▶ WHAT YOU ARE ASKED TO DO
Go through the listing that follows and report the number of lines with the string "before" in them, nothing more.

━━━━━━━━━━

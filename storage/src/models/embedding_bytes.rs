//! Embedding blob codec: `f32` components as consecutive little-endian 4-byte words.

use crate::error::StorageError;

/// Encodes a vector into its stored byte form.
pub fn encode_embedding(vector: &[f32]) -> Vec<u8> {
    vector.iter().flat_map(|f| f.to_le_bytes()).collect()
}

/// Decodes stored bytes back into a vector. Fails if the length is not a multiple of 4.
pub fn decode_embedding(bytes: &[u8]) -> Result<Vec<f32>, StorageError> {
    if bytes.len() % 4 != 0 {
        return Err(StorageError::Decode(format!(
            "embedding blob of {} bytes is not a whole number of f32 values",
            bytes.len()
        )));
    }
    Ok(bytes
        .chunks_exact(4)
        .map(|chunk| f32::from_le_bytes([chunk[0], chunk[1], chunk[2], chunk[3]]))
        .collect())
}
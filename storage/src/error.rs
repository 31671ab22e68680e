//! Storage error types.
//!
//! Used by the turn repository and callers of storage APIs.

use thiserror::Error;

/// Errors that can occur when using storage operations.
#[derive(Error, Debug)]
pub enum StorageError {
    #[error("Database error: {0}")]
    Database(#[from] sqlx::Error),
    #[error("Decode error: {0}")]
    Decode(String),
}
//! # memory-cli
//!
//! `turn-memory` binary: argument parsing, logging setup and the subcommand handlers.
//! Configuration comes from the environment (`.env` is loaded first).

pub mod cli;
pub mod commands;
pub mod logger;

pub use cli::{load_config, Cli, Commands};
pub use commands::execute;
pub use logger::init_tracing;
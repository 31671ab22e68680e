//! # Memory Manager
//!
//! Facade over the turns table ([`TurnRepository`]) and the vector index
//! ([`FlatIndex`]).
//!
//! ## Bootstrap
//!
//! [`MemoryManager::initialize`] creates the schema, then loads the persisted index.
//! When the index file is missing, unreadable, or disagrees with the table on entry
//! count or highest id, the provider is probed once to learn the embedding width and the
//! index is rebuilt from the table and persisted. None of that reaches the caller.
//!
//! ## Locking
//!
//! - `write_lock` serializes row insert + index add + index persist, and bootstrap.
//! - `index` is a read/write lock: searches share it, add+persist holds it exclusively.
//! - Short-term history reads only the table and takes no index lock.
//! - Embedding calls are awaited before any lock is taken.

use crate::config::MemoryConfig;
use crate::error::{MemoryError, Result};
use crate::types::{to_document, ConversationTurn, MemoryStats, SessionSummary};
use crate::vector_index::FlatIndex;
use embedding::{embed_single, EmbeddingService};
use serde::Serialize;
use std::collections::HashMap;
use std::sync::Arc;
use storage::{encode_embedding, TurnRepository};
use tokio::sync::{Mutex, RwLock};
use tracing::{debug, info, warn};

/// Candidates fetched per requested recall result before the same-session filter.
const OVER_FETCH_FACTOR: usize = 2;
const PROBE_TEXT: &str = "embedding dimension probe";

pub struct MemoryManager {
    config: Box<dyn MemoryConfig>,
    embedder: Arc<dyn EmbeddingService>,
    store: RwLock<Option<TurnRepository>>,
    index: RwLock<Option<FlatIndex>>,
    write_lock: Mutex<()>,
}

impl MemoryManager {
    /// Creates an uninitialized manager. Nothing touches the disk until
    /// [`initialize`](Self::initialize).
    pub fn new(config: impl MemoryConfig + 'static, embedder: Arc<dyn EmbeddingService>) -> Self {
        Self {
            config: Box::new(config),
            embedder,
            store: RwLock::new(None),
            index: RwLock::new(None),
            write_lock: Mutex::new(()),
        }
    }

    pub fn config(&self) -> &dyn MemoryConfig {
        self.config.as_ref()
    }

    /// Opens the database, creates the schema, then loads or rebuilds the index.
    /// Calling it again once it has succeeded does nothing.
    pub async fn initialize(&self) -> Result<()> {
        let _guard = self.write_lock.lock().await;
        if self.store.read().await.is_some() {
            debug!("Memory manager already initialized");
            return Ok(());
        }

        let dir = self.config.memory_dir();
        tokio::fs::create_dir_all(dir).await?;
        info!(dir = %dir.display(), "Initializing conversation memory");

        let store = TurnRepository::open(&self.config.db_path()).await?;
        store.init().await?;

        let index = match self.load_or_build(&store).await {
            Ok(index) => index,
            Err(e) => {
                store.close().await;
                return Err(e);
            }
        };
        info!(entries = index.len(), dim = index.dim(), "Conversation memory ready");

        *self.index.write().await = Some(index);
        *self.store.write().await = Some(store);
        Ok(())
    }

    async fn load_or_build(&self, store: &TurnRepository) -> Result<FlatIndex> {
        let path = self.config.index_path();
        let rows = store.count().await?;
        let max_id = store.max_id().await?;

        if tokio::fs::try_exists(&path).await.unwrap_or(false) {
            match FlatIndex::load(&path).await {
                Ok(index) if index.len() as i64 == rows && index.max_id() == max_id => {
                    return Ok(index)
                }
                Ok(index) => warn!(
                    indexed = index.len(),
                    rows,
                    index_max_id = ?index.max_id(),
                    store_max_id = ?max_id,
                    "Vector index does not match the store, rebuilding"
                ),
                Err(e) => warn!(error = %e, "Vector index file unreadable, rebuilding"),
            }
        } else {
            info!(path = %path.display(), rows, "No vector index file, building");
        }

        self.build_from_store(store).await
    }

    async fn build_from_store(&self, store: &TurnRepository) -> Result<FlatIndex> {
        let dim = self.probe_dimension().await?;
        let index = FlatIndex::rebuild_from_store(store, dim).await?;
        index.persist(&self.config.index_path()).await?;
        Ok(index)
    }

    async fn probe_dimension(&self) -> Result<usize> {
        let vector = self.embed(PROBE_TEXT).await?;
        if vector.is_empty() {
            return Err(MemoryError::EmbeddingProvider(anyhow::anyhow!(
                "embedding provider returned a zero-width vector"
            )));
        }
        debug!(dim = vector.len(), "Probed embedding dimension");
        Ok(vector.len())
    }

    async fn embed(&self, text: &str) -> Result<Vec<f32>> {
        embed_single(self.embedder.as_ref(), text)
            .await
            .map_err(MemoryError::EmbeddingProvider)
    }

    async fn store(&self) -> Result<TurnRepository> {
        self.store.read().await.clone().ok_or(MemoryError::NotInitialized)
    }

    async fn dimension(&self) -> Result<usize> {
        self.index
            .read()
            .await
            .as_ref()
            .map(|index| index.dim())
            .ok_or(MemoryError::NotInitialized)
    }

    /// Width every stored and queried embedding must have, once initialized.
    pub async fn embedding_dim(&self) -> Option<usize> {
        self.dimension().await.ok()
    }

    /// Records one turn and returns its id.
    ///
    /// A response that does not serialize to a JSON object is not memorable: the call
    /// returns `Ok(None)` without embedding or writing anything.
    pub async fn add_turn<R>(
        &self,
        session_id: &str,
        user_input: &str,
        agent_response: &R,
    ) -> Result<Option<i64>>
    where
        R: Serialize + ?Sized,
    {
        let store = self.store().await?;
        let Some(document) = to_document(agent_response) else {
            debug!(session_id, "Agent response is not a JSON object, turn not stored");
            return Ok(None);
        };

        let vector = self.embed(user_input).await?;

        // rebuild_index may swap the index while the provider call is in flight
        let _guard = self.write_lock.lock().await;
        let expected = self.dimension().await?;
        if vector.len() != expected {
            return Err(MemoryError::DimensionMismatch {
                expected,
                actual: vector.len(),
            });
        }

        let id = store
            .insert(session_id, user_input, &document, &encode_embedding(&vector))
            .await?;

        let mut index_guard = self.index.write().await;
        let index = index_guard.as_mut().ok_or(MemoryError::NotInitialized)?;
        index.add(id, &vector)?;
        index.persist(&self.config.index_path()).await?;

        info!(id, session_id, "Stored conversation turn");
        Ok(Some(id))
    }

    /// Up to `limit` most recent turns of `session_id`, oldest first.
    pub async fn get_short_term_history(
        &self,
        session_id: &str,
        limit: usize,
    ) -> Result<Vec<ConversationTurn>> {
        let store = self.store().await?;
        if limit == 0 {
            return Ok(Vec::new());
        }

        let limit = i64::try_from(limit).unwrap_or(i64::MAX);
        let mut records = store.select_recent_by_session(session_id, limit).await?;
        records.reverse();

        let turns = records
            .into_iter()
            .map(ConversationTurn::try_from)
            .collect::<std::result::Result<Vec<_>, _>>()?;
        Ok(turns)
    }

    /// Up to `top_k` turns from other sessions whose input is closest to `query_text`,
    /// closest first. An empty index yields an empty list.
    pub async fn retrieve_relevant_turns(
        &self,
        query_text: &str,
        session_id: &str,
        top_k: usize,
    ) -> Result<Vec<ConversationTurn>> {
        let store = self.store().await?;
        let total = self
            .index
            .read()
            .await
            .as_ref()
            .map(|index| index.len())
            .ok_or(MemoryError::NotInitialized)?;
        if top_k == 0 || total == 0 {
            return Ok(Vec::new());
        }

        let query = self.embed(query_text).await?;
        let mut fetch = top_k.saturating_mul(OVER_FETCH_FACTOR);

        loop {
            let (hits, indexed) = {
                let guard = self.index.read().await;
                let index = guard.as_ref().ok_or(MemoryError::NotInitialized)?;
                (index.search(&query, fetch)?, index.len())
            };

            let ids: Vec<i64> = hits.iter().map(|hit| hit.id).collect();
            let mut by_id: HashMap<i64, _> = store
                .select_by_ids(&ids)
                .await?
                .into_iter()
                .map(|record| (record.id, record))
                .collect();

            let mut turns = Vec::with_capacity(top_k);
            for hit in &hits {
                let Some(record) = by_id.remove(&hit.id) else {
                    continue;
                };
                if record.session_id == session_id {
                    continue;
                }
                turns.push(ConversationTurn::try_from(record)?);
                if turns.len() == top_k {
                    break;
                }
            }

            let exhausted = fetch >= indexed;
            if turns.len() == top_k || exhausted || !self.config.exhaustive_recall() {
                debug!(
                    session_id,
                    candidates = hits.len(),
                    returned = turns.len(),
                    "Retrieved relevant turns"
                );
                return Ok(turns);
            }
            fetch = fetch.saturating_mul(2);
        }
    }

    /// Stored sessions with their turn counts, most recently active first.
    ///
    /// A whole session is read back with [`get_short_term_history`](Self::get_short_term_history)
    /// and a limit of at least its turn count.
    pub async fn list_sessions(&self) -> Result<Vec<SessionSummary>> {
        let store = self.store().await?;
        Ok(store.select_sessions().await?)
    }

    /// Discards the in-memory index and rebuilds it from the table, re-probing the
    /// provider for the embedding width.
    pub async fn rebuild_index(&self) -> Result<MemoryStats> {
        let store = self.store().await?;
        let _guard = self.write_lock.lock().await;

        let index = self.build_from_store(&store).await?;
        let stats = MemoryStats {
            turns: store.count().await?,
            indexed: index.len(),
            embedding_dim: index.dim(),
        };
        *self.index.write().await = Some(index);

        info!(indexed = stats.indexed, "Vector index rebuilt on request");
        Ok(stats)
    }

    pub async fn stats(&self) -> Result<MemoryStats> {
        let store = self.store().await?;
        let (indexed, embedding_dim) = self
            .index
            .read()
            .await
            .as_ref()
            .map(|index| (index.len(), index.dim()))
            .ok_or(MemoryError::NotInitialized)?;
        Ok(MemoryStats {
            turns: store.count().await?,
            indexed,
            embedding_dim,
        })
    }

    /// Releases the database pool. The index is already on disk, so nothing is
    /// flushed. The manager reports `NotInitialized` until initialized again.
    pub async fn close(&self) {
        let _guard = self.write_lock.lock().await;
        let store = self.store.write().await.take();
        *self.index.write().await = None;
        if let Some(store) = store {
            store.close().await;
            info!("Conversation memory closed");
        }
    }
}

━━━━━━━━━━

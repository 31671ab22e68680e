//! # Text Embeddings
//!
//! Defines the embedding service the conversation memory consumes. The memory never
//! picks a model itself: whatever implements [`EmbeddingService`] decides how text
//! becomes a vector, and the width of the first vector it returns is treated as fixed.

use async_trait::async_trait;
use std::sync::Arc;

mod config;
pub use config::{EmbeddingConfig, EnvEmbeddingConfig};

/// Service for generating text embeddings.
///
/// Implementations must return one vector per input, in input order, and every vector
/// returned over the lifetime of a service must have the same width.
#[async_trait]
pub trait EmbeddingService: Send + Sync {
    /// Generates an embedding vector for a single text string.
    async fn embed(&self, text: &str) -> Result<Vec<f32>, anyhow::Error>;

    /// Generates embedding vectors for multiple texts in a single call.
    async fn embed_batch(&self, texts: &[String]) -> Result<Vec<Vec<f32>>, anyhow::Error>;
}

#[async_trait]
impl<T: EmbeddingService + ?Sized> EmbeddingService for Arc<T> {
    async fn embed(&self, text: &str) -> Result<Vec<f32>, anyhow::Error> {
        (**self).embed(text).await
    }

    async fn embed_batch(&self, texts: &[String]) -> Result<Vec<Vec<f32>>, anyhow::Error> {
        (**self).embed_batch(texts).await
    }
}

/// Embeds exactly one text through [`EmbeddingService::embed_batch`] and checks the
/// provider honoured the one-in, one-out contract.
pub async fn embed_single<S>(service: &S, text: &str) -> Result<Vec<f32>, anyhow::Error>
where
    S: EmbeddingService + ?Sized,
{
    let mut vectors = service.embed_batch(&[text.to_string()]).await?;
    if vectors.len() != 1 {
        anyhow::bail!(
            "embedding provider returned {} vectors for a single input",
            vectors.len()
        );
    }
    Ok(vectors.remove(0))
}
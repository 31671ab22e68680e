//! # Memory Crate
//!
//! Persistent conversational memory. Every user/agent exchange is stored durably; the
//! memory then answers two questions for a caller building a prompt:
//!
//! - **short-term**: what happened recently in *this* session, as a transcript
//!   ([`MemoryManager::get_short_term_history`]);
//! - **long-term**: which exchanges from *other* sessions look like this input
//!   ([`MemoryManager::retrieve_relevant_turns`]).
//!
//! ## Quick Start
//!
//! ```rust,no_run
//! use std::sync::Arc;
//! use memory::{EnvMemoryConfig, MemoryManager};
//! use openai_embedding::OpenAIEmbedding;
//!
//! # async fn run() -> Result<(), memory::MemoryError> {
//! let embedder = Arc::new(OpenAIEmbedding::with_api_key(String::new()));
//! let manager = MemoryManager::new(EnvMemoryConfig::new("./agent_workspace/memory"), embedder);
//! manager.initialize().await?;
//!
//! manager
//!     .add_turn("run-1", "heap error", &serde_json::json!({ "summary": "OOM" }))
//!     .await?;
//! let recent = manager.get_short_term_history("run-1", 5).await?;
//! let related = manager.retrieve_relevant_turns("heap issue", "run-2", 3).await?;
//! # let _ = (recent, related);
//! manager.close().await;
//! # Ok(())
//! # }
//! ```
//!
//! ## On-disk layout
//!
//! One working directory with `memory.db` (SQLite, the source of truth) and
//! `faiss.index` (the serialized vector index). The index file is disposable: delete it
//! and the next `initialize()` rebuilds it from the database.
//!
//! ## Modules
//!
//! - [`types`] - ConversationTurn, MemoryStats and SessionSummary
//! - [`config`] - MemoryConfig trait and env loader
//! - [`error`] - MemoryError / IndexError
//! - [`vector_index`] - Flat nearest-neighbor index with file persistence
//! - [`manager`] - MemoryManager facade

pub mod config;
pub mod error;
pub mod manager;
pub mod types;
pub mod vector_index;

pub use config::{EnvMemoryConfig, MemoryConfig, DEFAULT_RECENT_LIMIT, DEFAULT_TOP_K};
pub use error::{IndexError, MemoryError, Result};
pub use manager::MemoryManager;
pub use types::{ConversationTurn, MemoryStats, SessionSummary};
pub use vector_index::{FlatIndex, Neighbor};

━━━━━━━━━━

▶ ANSWER BOX
2